In a worldwide online survey of internet users age 16 to 64 years old, Statista found that close to half of all internet users had increased their use of social media (e.g. Facebook, Instagram, Twitter, etc.) just in the month of March.
In direct correlation, social media messaging apps (e.g. WhatsApp, Facebook Messenger, etc.) also saw a slightly greater uptick in use. As expected with shelter-in-place, quarantines and lockdowns, people are leaning on social media networks and their adjoining messaging capabilities to stay in touch and/or communicate during COVID-19.
The original social media network is experiencing a resurgence in popularity (after periods of decline) but also seeing its users significantly leverage the platform’s messaging capabilities. Amid COVID-19, messaging across Facebook has surged to the tune of 50% as people attempt to stay connected in an increasingly digital world.
TikTok demonstrated its global, viral, and addictive appeal amid the spread of COVID-19. The Byte Dance app received more downloads in Q1 2020 than any in history. Its focus on short, fun user-generated content is a hit for people hungry for fresh, unique social media content.
Like its parent company, Facebook, Instagram usage has also grown during COVID-19. Instagram users are taking to the platform’s live streaming function, IG Live, as brands and influencers share every day streaming content to appease audiences stuck at home.
Some Instagram influencers are amping up content (some as much as 50% more) in order to entertain, engage, and connect on new levels with their followers. In a recent COVID-19 agency guideline deck published in Business Insider, Mediakix shared that likes on sponsored posts on Instagram are up by 76%.
YouTube influencers are seeing a 30% spike on their channel viewership compared to March of last year. Across popular YouTube categories, fitness and health video views increased by 63%, while arts & culture videos saw a 29% increase in views. YouTube has long focused on community connectivity efforts. In response to the outbreak, it created a “With Me” playlist on its brand channel.
The popular #WithMe video format features users and influencers cooking, exercising, gardening, studying, and completing daily tasks. While these videos were trending pre-pandemic, they have shown greater traction during COVID-19, specifically to Gen Z users who “feel a need for connectedness.”
At the start of COVID-19, many brands and advertisers were unsure how to approach marketing during a global pandemic with many pausing their campaigns altogether. For the brands who have marketed during this time, many have seen positive results as audiences are spending more time online and perusing social media.
Marketing during a global crisis requires a different and new level of tact to ensure messaging does not appear tone-deaf and acknowledges the problems at large.
While there are three main ways influencers are responding to the pandemic, a new study shows 50% of influencers are creating more video content than before coronavirus. As a result, more and more brands are working with influencers to create entertaining content for their followers.
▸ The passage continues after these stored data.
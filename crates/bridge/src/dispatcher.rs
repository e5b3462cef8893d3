//! Control-message dispatcher.
//!
//! The [`Dispatcher`] is the only writer of registry membership. Every
//! registry operation (start, cancel, fragment hand-off, terminal hand-off)
//! takes the registry mutex for the duration of that one operation and never
//! across an `.await`; pumps acquire their channel permit *before* calling in,
//! so the send under the lock cannot block.
//!
//! Because the fragment and terminal checks happen under the same lock as
//! eviction, no chunk can follow its request's terminal event on the channel.

use std::any::Any;
use std::panic::AssertUnwindSafe;
use std::sync::{Arc, Mutex, MutexGuard, PoisonError};
use std::time::Duration;

use futures::FutureExt;
use protocol::{
    ChatPayload, ControlMessage, ErrorEnvelope, EventMessage, Fragment, InferenceClient,
    RequestId, RequestState, TerminalOutcome,
};
use tokio::sync::mpsc::{self, Permit};
use tokio_util::task::TaskTracker;
use tracing::{debug, error, info, info_span, warn, Instrument};

use crate::error::BridgeError;
use crate::pump::StreamPump;
use crate::registry::{CancelSignal, RequestRegistry, TerminalLatch};

/// Tunables for a [`Dispatcher`].
#[derive(Debug, Clone)]
pub struct DispatcherConfig {
    /// Capacity of the bounded event channel created by [`Dispatcher::with_channel`].
    pub event_buffer: usize,
    /// How long [`Dispatcher::shutdown`] waits for cancelled pumps to finish.
    pub cancel_grace: Duration,
}

impl Default for DispatcherConfig {
    fn default() -> Self {
        Self {
            event_buffer: 64,
            cancel_grace: Duration::from_secs(2),
        }
    }
}

struct Inner {
    client: Arc<dyn InferenceClient>,
    registry: Mutex<RequestRegistry>,
    events: mpsc::Sender<EventMessage>,
    tracker: TaskTracker,
    config: DispatcherConfig,
}

/// Routes control messages to stream pumps and their events to the controller.
///
/// Cheap to clone; all clones share one registry.
#[derive(Clone)]
pub struct Dispatcher {
    inner: Arc<Inner>,
}

impl Dispatcher {
    /// Creates a dispatcher that forwards events into `events`.
    pub fn new(
        client: Arc<dyn InferenceClient>,
        events: mpsc::Sender<EventMessage>,
        config: DispatcherConfig,
    ) -> Self {
        Self {
            inner: Arc::new(Inner {
                client,
                registry: Mutex::new(RequestRegistry::new()),
                events,
                tracker: TaskTracker::new(),
                config,
            }),
        }
    }

    /// Creates a dispatcher together with the receiving end of its event channel.
    pub fn with_channel(
        client: Arc<dyn InferenceClient>,
        config: DispatcherConfig,
    ) -> (Self, mpsc::Receiver<EventMessage>) {
        let (tx, rx) = mpsc::channel(config.event_buffer.max(1));
        (Self::new(client, tx, config), rx)
    }

    /// Applies one control message. Protocol errors are logged and absorbed.
    pub fn handle(&self, message: ControlMessage) {
        match message {
            ControlMessage::StartRequest {
                id,
                payload,
                streaming,
            } => {
                if let Err(err) = self.handle_start(id, payload, streaming) {
                    warn!(error = %err, kind = %err.kind(), "start request rejected");
                }
            }
            ControlMessage::CancelRequest { id } => {
                self.handle_cancel(&id);
            }
        }
    }

    /// Registers `id` and spawns its pump. Returns without waiting for output.
    pub fn handle_start(
        &self,
        id: RequestId,
        payload: ChatPayload,
        streaming: bool,
    ) -> Result<(), BridgeError> {
        if self.inner.tracker.is_closed() {
            return Err(BridgeError::ShuttingDown(id));
        }

        let entry = self.lock_registry().register(id.clone())?;
        debug!(request_id = %id, streaming, messages = payload.messages.len(), "request accepted");

        let latch = Arc::clone(&entry.latch);
        let pump = StreamPump::new(
            id.clone(),
            payload,
            streaming,
            entry.latch,
            entry.cancel,
            self.clone(),
        );
        let dispatcher = self.clone();
        let span = info_span!("request", request_id = %id);

        self.inner.tracker.spawn(
            async move {
                if let Err(panic) = AssertUnwindSafe(pump.run()).catch_unwind().await {
                    dispatcher
                        .fail_internal(&id, &latch, panic_message(panic.as_ref()))
                        .await;
                }
            }
            .instrument(span),
        );
        Ok(())
    }

    /// Signals the pump owning `id` to stop.
    ///
    /// Unknown and already-finished ids are ignored; no event is produced for
    /// them. Returns `true` if a pump was signalled.
    pub fn handle_cancel(&self, id: &RequestId) -> bool {
        match self.lock_registry().signal_cancel(id) {
            CancelSignal::Signalled => {
                debug!(request_id = %id, "cancellation signalled");
                true
            }
            CancelSignal::Unknown => {
                debug!(request_id = %id, "cancel for unknown request ignored");
                false
            }
            CancelSignal::AlreadyFinished => {
                debug!(request_id = %id, "cancel for finished request ignored");
                false
            }
        }
    }

    /// Forwards a chunk if `id` is still owned by `latch` and live.
    ///
    /// Returns `false` (and drops the fragment) if the request was cancelled or
    /// already finished.
    pub(crate) fn on_fragment(
        &self,
        id: &RequestId,
        latch: &Arc<TerminalLatch>,
        fragment: Fragment,
        permit: Permit<'_, EventMessage>,
    ) -> bool {
        let registry = self.lock_registry();
        let live = registry
            .get(id)
            .is_some_and(|entry| entry.is_owned_by(latch) && latch.is_live());
        if !live {
            debug!(request_id = %id, seq = fragment.seq, "fragment dropped for inactive request");
            return false;
        }

        if latch.mark_streaming() {
            debug!(request_id = %id, "first fragment");
        }
        permit.send(EventMessage::chunk(id.clone(), fragment));
        true
    }

    /// Forwards the terminal event for `id` and evicts its entry.
    ///
    /// Called exactly once per request by the owning pump. `permit` is `None`
    /// when the event channel is closed, in which case the entry is still
    /// evicted.
    pub(crate) fn on_terminal(
        &self,
        id: &RequestId,
        latch: &Arc<TerminalLatch>,
        outcome: TerminalOutcome,
        permit: Option<Permit<'_, EventMessage>>,
    ) {
        let mut registry = self.lock_registry();
        let owned = registry.get(id).is_some_and(|entry| entry.is_owned_by(latch));
        if !owned {
            drop(registry);
            error!(request_id = %id, "terminal event for a request that is no longer registered");
            debug_assert!(false, "second terminal signal for {id}");
            return;
        }

        let evicted = registry.remove(id);
        let state = outcome.state();
        match permit {
            Some(permit) => permit.send(EventMessage::terminal(id.clone(), outcome)),
            None => warn!(request_id = %id, "event channel closed; terminal event dropped"),
        }
        drop(registry);

        if let Some(entry) = evicted {
            info!(
                request_id = %id,
                state = %state,
                elapsed_ms = entry.accepted_at.elapsed_ms(),
                "request finished"
            );
        }
    }

    /// Ends a request whose pump panicked.
    ///
    /// The panic proposes an `internal_error` outcome through the latch like
    /// any other; a cancellation recorded earlier still wins. Only the
    /// offending request is affected. If the pump had already forwarded its
    /// terminal event, nothing more is sent.
    async fn fail_internal(&self, id: &RequestId, latch: &Arc<TerminalLatch>, message: String) {
        error!(request_id = %id, panic = %message, "stream pump panicked");
        let envelope = ErrorEnvelope::internal(format!("stream pump panicked: {message}"));
        // `None` means the pump finalized before panicking; its outcome was
        // never sent, so report the panic.
        let outcome = latch
            .finalize(TerminalOutcome::Failed(envelope.clone()))
            .unwrap_or(TerminalOutcome::Failed(envelope));

        let permit = self.inner.events.reserve().await.ok();
        let mut registry = self.lock_registry();
        let owned = registry.get(id).is_some_and(|entry| entry.is_owned_by(latch));
        if !owned {
            return;
        }
        registry.remove(id);
        let state = outcome.state();
        if let Some(permit) = permit {
            permit.send(EventMessage::terminal(id.clone(), outcome));
        }
        drop(registry);
        info!(request_id = %id, state = %state, "request finished after pump panic");
    }

    /// Cancels every outstanding request and waits, up to the configured grace
    /// period, for their pumps to report. New starts are refused afterwards.
    pub async fn shutdown(&self) {
        self.inner.tracker.close();
        let signalled = self.lock_registry().cancel_all();
        if signalled > 0 {
            info!(signalled, "cancelling outstanding requests");
        }

        let grace = self.inner.config.cancel_grace;
        if tokio::time::timeout(grace, self.inner.tracker.wait())
            .await
            .is_err()
        {
            warn!(
                remaining = self.in_flight(),
                grace_ms = grace.as_millis() as u64,
                "grace period elapsed with pumps still running"
            );
        }
    }

    /// Number of outstanding requests.
    pub fn in_flight(&self) -> usize {
        self.lock_registry().len()
    }

    /// Current state of `id`, if it is outstanding.
    pub fn request_state(&self, id: &RequestId) -> Option<RequestState> {
        self.lock_registry().state(id)
    }

    pub(crate) fn client(&self) -> Arc<dyn InferenceClient> {
        Arc::clone(&self.inner.client)
    }

    pub(crate) fn events(&self) -> &mpsc::Sender<EventMessage> {
        &self.inner.events
    }

    fn lock_registry(&self) -> MutexGuard<'_, RequestRegistry> {
        // Every mutation is a single map operation, so a poisoned registry is still consistent.
        self.inner
            .registry
            .lock()
            .unwrap_or_else(PoisonError::into_inner)
    }
}

fn panic_message(panic: &(dyn Any + Send)) -> String {
    if let Some(message) = panic.downcast_ref::<&str>() {
        (*message).to_string()
    } else if let Some(message) = panic.downcast_ref::<String>() {
        message.clone()
    } else {
        "unknown panic".to_string()
    }
}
The opportunity for brands to use/re-purpose influencer content is especially appealing due to the lockdown obstacles brand channels face to produce original content.
Influencer-hosted IG Live Takeovers and Stories are also on the rise during quarantine, with a notable uptick in the fitness industry where brands are partnering with fitness gurus to share home-workout content.
As an industry better positioned to handle a worldwide lockdown, eSports has fared particularly well during the coronavirus outbreak. TIME reports that viewership on Twitch rose 31% in March. Twitch’s competitor YouTube Gaming, similarly saw its viewership increase by 15%.
This rise in viewership is not surprising to marketers who recognize gaming as an important way for people to stay connected. With a daily average user base of 15 million, Twitch has become an advertising outlet to both gaming and non-gaming brands. GUESS, Hershey’s, and KFC are just a few non-gaming brands who have launched influencer marketing campaigns on Twitch.